With Easter on the horizon, History is getting down to the brass tacks — or should that be iron nails? — of Jesus’ crucifixion and the period immediately after that.

Relic fans will want to tune in at 11 p.m. on Wednesday for “Nails of the Cross.”

Although it originally aired back in December as part of History’s “Secrets of Christianity” series, according to a network spokesperson, controversial documentary-maker Simcha Jacobovici recently held a press conference in Jerusalem to promote the documentary about his discovery of a pair of 2,000-year-old nails that might have been used in Jesus’ crucifixion.

Jacobovici showed off the nails — iron spikes with bent tips — and told journalists, “We’re not saying these are the nails. We’re saying these could be the nails.”

The Israel Antiquities Authority reports stated that two, 3-inch Roman iron nails were originally discovered in 1990, inside what Israeli archeologists believed was the tomb of Caiaphas, a Jewish high priest who, according to the Gospels, delivered Jesus to Pontius Pilate.

Somehow those nails — neither sketched nor photographed — were lost, but around that time Tel Aviv University received two ancient nails and placed them in a safe. That’s where they remained until Jacobovici found them 20 years later and speculated that those were the same lost nails.

As bio-history research Professor Israel Hershkowitz says in the documentary, “Based on the size, shape and condition of the nails, it is possible that these were used in crucifixion,” although he’s reluctant to speculate on whose crucifixion it might have been.

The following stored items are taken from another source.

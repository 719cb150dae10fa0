//! Config serialization to TOML
//!
//! Single source of truth for config file format.

use super::Config;

impl Config {
    /// Serialize the components list to `[[components]]` tables
    pub(super) fn components_to_toml(&self) -> String {
        if self.components.is_empty() {
            return r#"
# [[components]]
# tag = "inst-hello"             # Optional: derived from base_name when omitted
# namespace = "Samples"
# base_name = "HelloTagHelper"   # Loads Samples.HelloTagHelper.html/.css/.js
"#
            .to_string();
        }

        let mut output = String::from("\n");
        for component in &self.components {
            output.push_str("[[components]]\n");
            if let Some(tag) = &component.tag {
                output.push_str(&format!("tag = \"{}\"\n", tag));
            }
            output.push_str(&format!("namespace = \"{}\"\n", component.namespace));
            output.push_str(&format!("base_name = \"{}\"\n", component.base_name));
            output.push('\n');
        }
        output
    }

    /// Render the full config file
    pub fn to_toml(&self) -> String {
        format!(
            r#"# tagkit configuration

# HTTP bind address
bind_addr = "{bind}"

# Directory holding component assets ({{namespace}}.{{base_name}}.html, .css, .js)
components_dir = "{components_dir}"

# Deliver component css/js as content-addressed resources (true)
# or inline <style>/<script> blocks (false)
link_mode = {link_mode}

# Language used when a request does not name one
default_language = "{lang}"

# URL prefix for /style-{{hash}}.css and /script-{{hash}}.js
resource_base = "{resource_base}"

# Logging configuration (RUST_LOG env var overrides)
[logging]
level = "{log_level}"
# Also write JSON lines to rolling files in this directory
{log_json_dir}
rotation = "{log_rotation}"  # hourly, daily, never
{components}"#,
            bind = self.bind_addr,
            components_dir = self.components_dir.display(),
            link_mode = self.link_mode,
            lang = self.default_language,
            resource_base = self.resource_base,
            log_level = self.logging.level,
            log_json_dir = match &self.logging.json_dir {
                Some(dir) => format!("json_dir = \"{}\"", dir.display()),
                None => "# json_dir = \"./logs\"".to_string(),
            },
            log_rotation = self.logging.rotation.as_str(),
            components = self.components_to_toml(),
        )
    }
}
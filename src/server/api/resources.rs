// Resource endpoint - serves registered css/js by content hash

use axum::{
    extract::{Path, State},
    http::header,
    response::IntoResponse,
};

use crate::server::{error::ApiError, state::AppState};
use crate::view::registry::ResourceKind;
use crate::view::ResourceHash;

/// Content never changes for a given hash
const CACHE_CONTROL_IMMUTABLE: &str = "public, max-age=31536000, immutable";

/// Split `style-{hash}.css` / `script-{hash}.js` into kind and hash
pub fn parse_resource_file(file: &str) -> Option<(ResourceKind, ResourceHash)> {
    if let Some(hash) = file
        .strip_prefix("style-")
        .and_then(|rest| rest.strip_suffix(".css"))
    {
        return ResourceHash::parse(hash).map(|h| (ResourceKind::Style, h));
    }
    if let Some(hash) = file
        .strip_prefix("script-")
        .and_then(|rest| rest.strip_suffix(".js"))
    {
        return ResourceHash::parse(hash).map(|h| (ResourceKind::Script, h));
    }
    None
}

fn content_type(kind: ResourceKind) -> &'static str {
    match kind {
        ResourceKind::Style => "text/css; charset=utf-8",
        ResourceKind::Script => "application/javascript; charset=utf-8",
    }
}

/// GET {resource_base}/:file
pub async fn get_resource(
    State(state): State<AppState>,
    Path(file): Path<String>,
) -> Result<impl IntoResponse, ApiError> {
    let (kind, hash) = parse_resource_file(&file)
        .ok_or_else(|| ApiError::NotFound(format!("Unknown resource: {}", file)))?;

    let content = state.registry().get(kind, &hash).ok_or_else(|| {
        ApiError::NotFound(format!("No {} registered for hash {}", kind.as_str(), hash))
    })?;

    Ok((
        [
            (header::CONTENT_TYPE, content_type(kind)),
            (header::CACHE_CONTROL, CACHE_CONTROL_IMMUTABLE),
        ],
        content.to_string(),
    ))
}
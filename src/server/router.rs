//! Router setup and server lifecycle

use anyhow::{Context, Result};
use axum::{routing::get, Router};
use tokio::net::TcpListener;

use crate::config::Config;

use super::api;
use super::state::AppState;

/// Build the application router
pub fn build_router(state: AppState) -> Router {
    let resource_route = format!("{}/:file", state.resource_base());

    Router::new()
        .route("/health", get(api::health))
        .route("/taghelper/:tag", get(api::render_fragment))
        .route(&resource_route, get(api::get_resource))
        .with_state(state)
}

/// Start the fragment server
pub async fn start_server(
    config: Config,
    shutdown_rx: tokio::sync::oneshot::Receiver<()>,
) -> Result<()> {
    let bind_addr = config.bind_addr;
    let state = AppState::from_config(&config);

    tracing::info!(
        "Serving {} component(s) from {} ({} mode)",
        state.catalog.len(),
        config.components_dir.display(),
        if config.link_mode { "link" } else { "inline" }
    );

    let app = build_router(state);

    // Bind and serve
    let listener = TcpListener::bind(bind_addr)
        .await
        .with_context(|| format!("Failed to bind to {}", bind_addr))?;

    tracing::info!("Listening on {}", bind_addr);

    axum::serve(listener, app)
        .with_graceful_shutdown(async move {
            shutdown_rx.await.ok();
        })
        .await
        .context("Server error")?;

    tracing::info!("Server shut down gracefully");
    Ok(())
}
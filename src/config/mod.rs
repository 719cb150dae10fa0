//! Configuration for the fragment server
//!
//! Configuration is loaded in order of precedence:
//! 1. Environment variables (highest priority)
//! 2. Config file (~/.config/tagkit/config.toml)
//! 3. Built-in defaults (lowest priority)

use anyhow::{bail, Context, Result};
use serde::Deserialize;
use std::net::SocketAddr;
use std::path::PathBuf;

use crate::components::ComponentCatalog;
use crate::view::{ResourceKey, DEFAULT_LANGUAGE};

// ─────────────────────────────────────────────────────────────────────────────
// Submodules
// ─────────────────────────────────────────────────────────────────────────────

mod serialization;

#[cfg(test)]
mod tests;

// ─────────────────────────────────────────────────────────────────────────────
// Re-exports (maintain public API)
// ─────────────────────────────────────────────────────────────────────────────

pub use crate::logging::{LogRotation, LoggingConfig};

// ─────────────────────────────────────────────────────────────────────────────
// Constants
// ─────────────────────────────────────────────────────────────────────────────

/// Version info
pub const VERSION: &str = env!("CARGO_PKG_VERSION");

const DEFAULT_BIND: &str = "127.0.0.1:8080";
const DEFAULT_COMPONENTS_DIR: &str = "./components";
const DEFAULT_RESOURCE_BASE: &str = "/resources";

// ─────────────────────────────────────────────────────────────────────────────
// Application Configuration
// ─────────────────────────────────────────────────────────────────────────────

/// One `[[components]]` entry
#[derive(Debug, Clone, Deserialize, PartialEq)]
pub struct ComponentConfig {
    /// Tag the component answers to; derived from `base_name` when omitted
    pub tag: Option<String>,
    /// Asset namespace (file name prefix), may be empty
    #[serde(default)]
    pub namespace: String,
    /// Asset base name, e.g. "HelloTagHelper"
    pub base_name: String,
}

/// Application configuration
#[derive(Debug, Clone)]
pub struct Config {
    /// Address to bind the HTTP server to
    pub bind_addr: SocketAddr,

    /// Directory holding component assets (`{namespace}.{base}.html`, ...)
    pub components_dir: PathBuf,

    /// Deliver css/js as content-addressed resources instead of inline blocks
    pub link_mode: bool,

    /// Language used when a request does not name one
    pub default_language: String,

    /// URL prefix the resource endpoints are mounted under
    pub resource_base: String,

    /// Logging configuration
    pub logging: LoggingConfig,

    /// Components exposed through the fragment endpoint
    pub components: Vec<ComponentConfig>,
}

impl Default for Config {
    fn default() -> Self {
        Self {
            bind_addr: SocketAddr::from(([127, 0, 0, 1], 8080)),
            components_dir: PathBuf::from(DEFAULT_COMPONENTS_DIR),
            link_mode: false,
            default_language: DEFAULT_LANGUAGE.to_string(),
            resource_base: DEFAULT_RESOURCE_BASE.to_string(),
            logging: LoggingConfig::default(),
            components: default_components(),
        }
    }
}

/// The sample components shipped in `components/`
fn default_components() -> Vec<ComponentConfig> {
    vec![
        ComponentConfig {
            tag: Some("inst-hello".to_string()),
            namespace: "Samples".to_string(),
            base_name: "HelloTagHelper".to_string(),
        },
        ComponentConfig {
            tag: None,
            namespace: "Samples".to_string(),
            base_name: "CounterTagHelper".to_string(),
        },
    ]
}

// ─────────────────────────────────────────────────────────────────────────────
// File Configuration (deserialization layer)
// ─────────────────────────────────────────────────────────────────────────────

/// Config file structure
#[derive(Debug, Deserialize, Default)]
pub(crate) struct FileConfig {
    pub bind_addr: Option<String>,
    pub components_dir: Option<String>,
    pub link_mode: Option<bool>,
    pub default_language: Option<String>,
    pub resource_base: Option<String>,

    /// Optional [logging] section
    pub logging: Option<LoggingConfig>,

    /// Optional [[components]] entries (replace the samples when present)
    pub components: Option<Vec<ComponentConfig>>,
}

// ─────────────────────────────────────────────────────────────────────────────
// Configuration Loading
// ─────────────────────────────────────────────────────────────────────────────

impl Config {
    /// Get the config file path: ~/.config/tagkit/config.toml
    /// Uses Unix-style ~/.config on all platforms for consistency
    pub fn config_path() -> Option<PathBuf> {
        dirs::home_dir().map(|p| p.join(".config").join("tagkit").join("config.toml"))
    }

    /// Create config file with defaults if it doesn't exist
    /// Called during startup to help users discover configuration options
    pub fn ensure_config_exists() {
        let Some(path) = Self::config_path() else {
            return;
        };

        // Don't overwrite existing config
        if path.exists() {
            return;
        }

        if let Some(parent) = path.parent() {
            if std::fs::create_dir_all(parent).is_err() {
                return; // Silently fail - config is optional
            }
        }

        // Write config (ignore errors - config is optional)
        let _ = std::fs::write(&path, Self::default().to_toml());
    }

    /// Load file config if it exists.
    ///
    /// A file that exists but cannot be read or parsed is an error: a broken
    /// config should fail fast, not silently fall back to defaults.
    fn load_file_config() -> Result<FileConfig> {
        let Some(path) = Self::config_path() else {
            return Ok(FileConfig::default());
        };

        match std::fs::read_to_string(&path) {
            Ok(contents) => toml::from_str(&contents).with_context(|| {
                format!(
                    "Failed to parse configuration file {} (check quoting, booleans and section names)",
                    path.display()
                )
            }),
            Err(e) if e.kind() == std::io::ErrorKind::NotFound => Ok(FileConfig::default()),
            Err(e) => Err(e)
                .with_context(|| format!("Cannot read configuration file {}", path.display())),
        }
    }

    /// Load configuration: env vars -> file -> defaults
    pub fn from_env() -> Result<Self> {
        let file = Self::load_file_config()?;
        Self::resolve(file, |name| std::env::var(name).ok())
    }

    /// Merge a parsed file with an environment lookup
    pub(crate) fn resolve(file: FileConfig, env: impl Fn(&str) -> Option<String>) -> Result<Self> {
        let defaults = Self::default();

        // Bind address: env > file > default
        let bind_raw = env("TAGKIT_BIND")
            .or(file.bind_addr)
            .unwrap_or_else(|| DEFAULT_BIND.to_string());
        let bind_addr = bind_raw
            .parse()
            .with_context(|| format!("Invalid bind address: {}", bind_raw))?;

        // Components directory: env > file > default
        let components_dir = env("TAGKIT_COMPONENTS_DIR")
            .or(file.components_dir)
            .map(PathBuf::from)
            .unwrap_or(defaults.components_dir);

        // Link mode: env > file > default (inline)
        let link_mode = env("TAGKIT_LINK_MODE")
            .map(|v| v == "1" || v.eq_ignore_ascii_case("true"))
            .or(file.link_mode)
            .unwrap_or(defaults.link_mode);

        // Default language: env > file > default
        let default_language = env("TAGKIT_LANG")
            .or(file.default_language)
            .unwrap_or(defaults.default_language);

        // Resource base: file > default
        let resource_base = match file.resource_base {
            Some(raw) => normalize_resource_base(&raw)?,
            None => defaults.resource_base,
        };

        let logging = file.logging.unwrap_or_default();
        let components = file.components.unwrap_or(defaults.components);

        Ok(Self {
            bind_addr,
            components_dir,
            link_mode,
            default_language,
            resource_base,
            logging,
            components,
        })
    }

    /// Build the tag lookup for every configured component
    pub fn catalog(&self) -> ComponentCatalog {
        let mut catalog = ComponentCatalog::new();
        for component in &self.components {
            let key = ResourceKey::new(&component.namespace, &component.base_name);
            match &component.tag {
                Some(tag) => catalog.register(tag, key),
                None => catalog.register_derived(key),
            }
        }
        catalog
    }
}

/// Prefixes the router already serves; a resource base may not shadow them
const RESERVED_PREFIXES: &[&str] = &["/health", "/taghelper"];

/// Turn a configured `resource_base` into a route prefix: one leading `/`,
/// no trailing `/`, at least one segment, and nothing the router would read
/// as a parameter or wildcard
pub fn normalize_resource_base(raw: &str) -> Result<String> {
    let trimmed = raw.trim().trim_matches('/');
    if trimmed.is_empty() {
        bail!("Invalid resource_base {:?}: must name a path such as \"/resources\"", raw);
    }
    if trimmed.split('/').any(str::is_empty) {
        bail!("Invalid resource_base {:?}: empty path segment", raw);
    }
    if let Some(c) = trimmed
        .chars()
        .find(|c| !(c.is_ascii_alphanumeric() || matches!(c, '/' | '-' | '_' | '.')))
    {
        bail!("Invalid resource_base {:?}: unsupported character {:?}", raw, c);
    }

    let base = format!("/{}", trimmed);
    if RESERVED_PREFIXES.contains(&base.as_str()) {
        bail!("Invalid resource_base {:?}: {} is already routed", raw, base);
    }
    Ok(base)
}
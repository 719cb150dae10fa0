// HTTP API module - fragment rendering and resource delivery
//
// Handlers are thin: they validate request input, run one render session or
// one registry lookup, and map failures to `ApiError`.

mod fragment;
mod health;
mod resources;

pub use fragment::{render_fragment, FragmentQuery, FragmentResponse};
pub use health::{health, HealthResponse};
pub use resources::{get_resource, parse_resource_file};
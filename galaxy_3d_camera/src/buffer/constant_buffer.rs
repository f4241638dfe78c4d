/// ConstantBuffer: CPU-side storage for a named-field parameter block.
///
/// The layout is an ordered list of typed fields packed with std140 rules,
/// repeated `count` times. Field names resolve to offsets inside element 0,
/// which is what `ParameterBlock::variable_offset` reports.

use std::collections::{HashMap, HashSet};
use crate::error::{Error, Result};
use crate::engine_bail;
use super::ParameterBlock;

const SOURCE: &str = "galaxy3d::ConstantBuffer";

/// Scalar, vector and matrix types a field can hold.
#[derive(Debug, Clone, Copy, PartialEq, Eq)]
pub enum FieldType {
    Float,
    Vec2,
    Vec3,
    Vec4,
    Mat3,
    Mat4,
    Int,
    UInt,
}

impl FieldType {
    /// Bytes occupied by the field itself (std140).
    pub fn size_bytes(&self) -> u64 {
        match self {
            FieldType::Float | FieldType::Int | FieldType::UInt => 4,
            FieldType::Vec2 => 8,
            // a following scalar may use the 4 trailing bytes
            FieldType::Vec3 => 12,
            FieldType::Vec4 => 16,
            FieldType::Mat3 => 48,
            FieldType::Mat4 => 64,
        }
    }

    /// Required start alignment (std140).
    pub fn alignment(&self) -> u64 {
        match self {
            FieldType::Float | FieldType::Int | FieldType::UInt => 4,
            FieldType::Vec2 => 8,
            FieldType::Vec3 | FieldType::Vec4 | FieldType::Mat3 | FieldType::Mat4 => 16,
        }
    }
}

/// Named, typed member of a constant buffer layout.
#[derive(Debug, Clone, PartialEq)]
pub struct FieldDesc {
    pub name: String,
    pub field_type: FieldType,
}

impl FieldDesc {
    pub fn new(name: impl Into<String>, field_type: FieldType) -> Self {
        Self { name: name.into(), field_type }
    }
}

/// Layout and element count of a constant buffer.
#[derive(Debug, Clone)]
pub struct ConstantBufferDesc {
    pub fields: Vec<FieldDesc>,
    /// Number of array elements, at least 1
    pub count: u32,
}

impl Default for ConstantBufferDesc {
    fn default() -> Self {
        Self { fields: Vec::new(), count: 1 }
    }
}

fn align_up(value: u64, alignment: u64) -> u64 {
    value.div_ceil(alignment) * alignment
}

/// Field offsets inside one element, and the element stride.
fn std140_layout(fields: &[FieldDesc]) -> (Vec<u64>, u64) {
    let mut end = 0;
    let offsets = fields
        .iter()
        .map(|field| {
            let offset = align_up(end, field.field_type.alignment());
            end = offset + field.field_type.size_bytes();
            offset
        })
        .collect();

    // structures are padded to a vec4 boundary
    (offsets, align_up(end, 16))
}

fn validate(desc: &ConstantBufferDesc) -> Result<()> {
    if desc.fields.is_empty() {
        engine_bail!(SOURCE, "Buffer must have at least one field");
    }
    if desc.count == 0 {
        engine_bail!(SOURCE, "Buffer must have at least one element");
    }

    let mut names = HashSet::with_capacity(desc.fields.len());
    if let Some(duplicate) = desc.fields.iter().find(|f| !names.insert(f.name.as_str())) {
        engine_bail!(SOURCE, "Duplicate field name '{}'", duplicate.name);
    }
    Ok(())
}

#[derive(Debug, Clone)]
pub struct ConstantBuffer {
    fields: Vec<FieldDesc>,
    offsets: Vec<u64>,
    by_name: HashMap<String, usize>,
    stride: u64,
    count: u32,
    bytes: Vec<u8>,
}

impl ConstantBuffer {
    /// Validate `desc` and allocate zeroed storage for `count` elements.
    ///
    /// # Errors
    ///
    /// `Error::InvalidResource` for an empty field list, a zero count or a
    /// repeated field name.
    pub fn from_desc(desc: ConstantBufferDesc) -> Result<Self> {
        validate(&desc)?;

        let (offsets, stride) = std140_layout(&desc.fields);
        let by_name = desc
            .fields
            .iter()
            .enumerate()
            .map(|(index, field)| (field.name.clone(), index))
            .collect();

        crate::engine_debug!(SOURCE,
            "Created buffer: {} fields, stride {}, count {}", desc.fields.len(), stride, desc.count);

        Ok(Self {
            fields: desc.fields,
            offsets,
            by_name,
            stride,
            count: desc.count,
            bytes: vec![0; (stride * desc.count as u64) as usize],
        })
    }

    // ===== ACCESSORS =====

    /// Bytes per element, padded to 16.
    pub fn stride(&self) -> u64 { self.stride }

    pub fn count(&self) -> u32 { self.count }

    pub fn fields(&self) -> &[FieldDesc] { &self.fields }

    /// Raw contents, `stride * count` bytes.
    pub fn data(&self) -> &[u8] { &self.bytes }

    pub fn field_id(&self, name: &str) -> Option<usize> {
        self.by_name.get(name).copied()
    }

    /// Offset of a field inside one element.
    pub fn field_offset(&self, field_index: usize) -> Option<u64> {
        self.offsets.get(field_index).copied()
    }

    // ===== WRITES =====

    fn element_start(&self, index: u32) -> Result<u64> {
        if index >= self.count {
            return Err(Error::OutOfBounds(format!(
                "Element index {} out of bounds (count: {})", index, self.count)));
        }
        Ok(self.stride * index as u64)
    }

    /// Overwrite the start of element `index` with `data` (at most one stride).
    pub fn update_element(&mut self, index: u32, data: &[u8]) -> Result<()> {
        let start = self.element_start(index)?;
        if data.len() as u64 > self.stride {
            return Err(Error::OutOfBounds(format!(
                "Data size {} exceeds stride {}", data.len(), self.stride)));
        }
        self.update_raw(start, data)
    }

    /// Overwrite one field of element `index`. `data` must match the field size.
    pub fn update_field(&mut self, index: u32, field_index: usize, data: &[u8]) -> Result<()> {
        let start = self.element_start(index)?;
        let (offset, field) = self
            .field_offset(field_index)
            .zip(self.fields.get(field_index))
            .ok_or_else(|| Error::OutOfBounds(format!("Field index {} out of bounds", field_index)))?;

        let expected = field.field_type.size_bytes();
        if data.len() as u64 != expected {
            engine_bail!(SOURCE,
                "Field '{}' expects {} bytes, got {}", field.name, expected, data.len());
        }
        self.update_raw(start + offset, data)
    }

    /// Overwrite bytes at an absolute offset.
    pub fn update_raw(&mut self, offset: u64, data: &[u8]) -> Result<()> {
        let len = self.bytes.len();
        let target = usize::try_from(offset)
            .ok()
            .and_then(|start| Some(start..start.checked_add(data.len())?))
            .and_then(|range| self.bytes.get_mut(range))
            .ok_or_else(|| Error::OutOfBounds(format!(
                "Write of {} bytes at offset {} exceeds buffer size {}",
                data.len(), offset, len)))?;
        target.copy_from_slice(data);
        Ok(())
    }
}

impl ParameterBlock for ConstantBuffer {
    /// Offset of the named field in element 0.
    fn variable_offset(&self, name: &str) -> Option<u64> {
        self.field_id(name).and_then(|index| self.field_offset(index))
    }

    fn size(&self) -> u64 {
        self.bytes.len() as u64
    }

    fn set_blob(&mut self, offset: u64, data: &[u8]) -> Result<()> {
        self.update_raw(offset, data)
    }
}

#[cfg(test)]
#[path = "constant_buffer_tests.rs"]
mod tests;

The controversy here, as experts point out, stems from the fact that there’s no actual proof that the nails from the documentary are the same ones discovered in Caiaphas’ tomb — if, indeed, it was his tomb at all.

Jacobovici, who hosts History’s “The Naked Archeologist,” also directed Discovery’s equally controversial “The Lost Tomb of Jesus” in 2007, executive produced by James Cameron.

If it seems strange that History would bury such a potentially significant documentary with an 11 p.m. airtime, it’s only because it’s a repeat, the network insists, while 9 p.m. primetime lead-in “Jesus: The Lost 40 Days” is a premiere.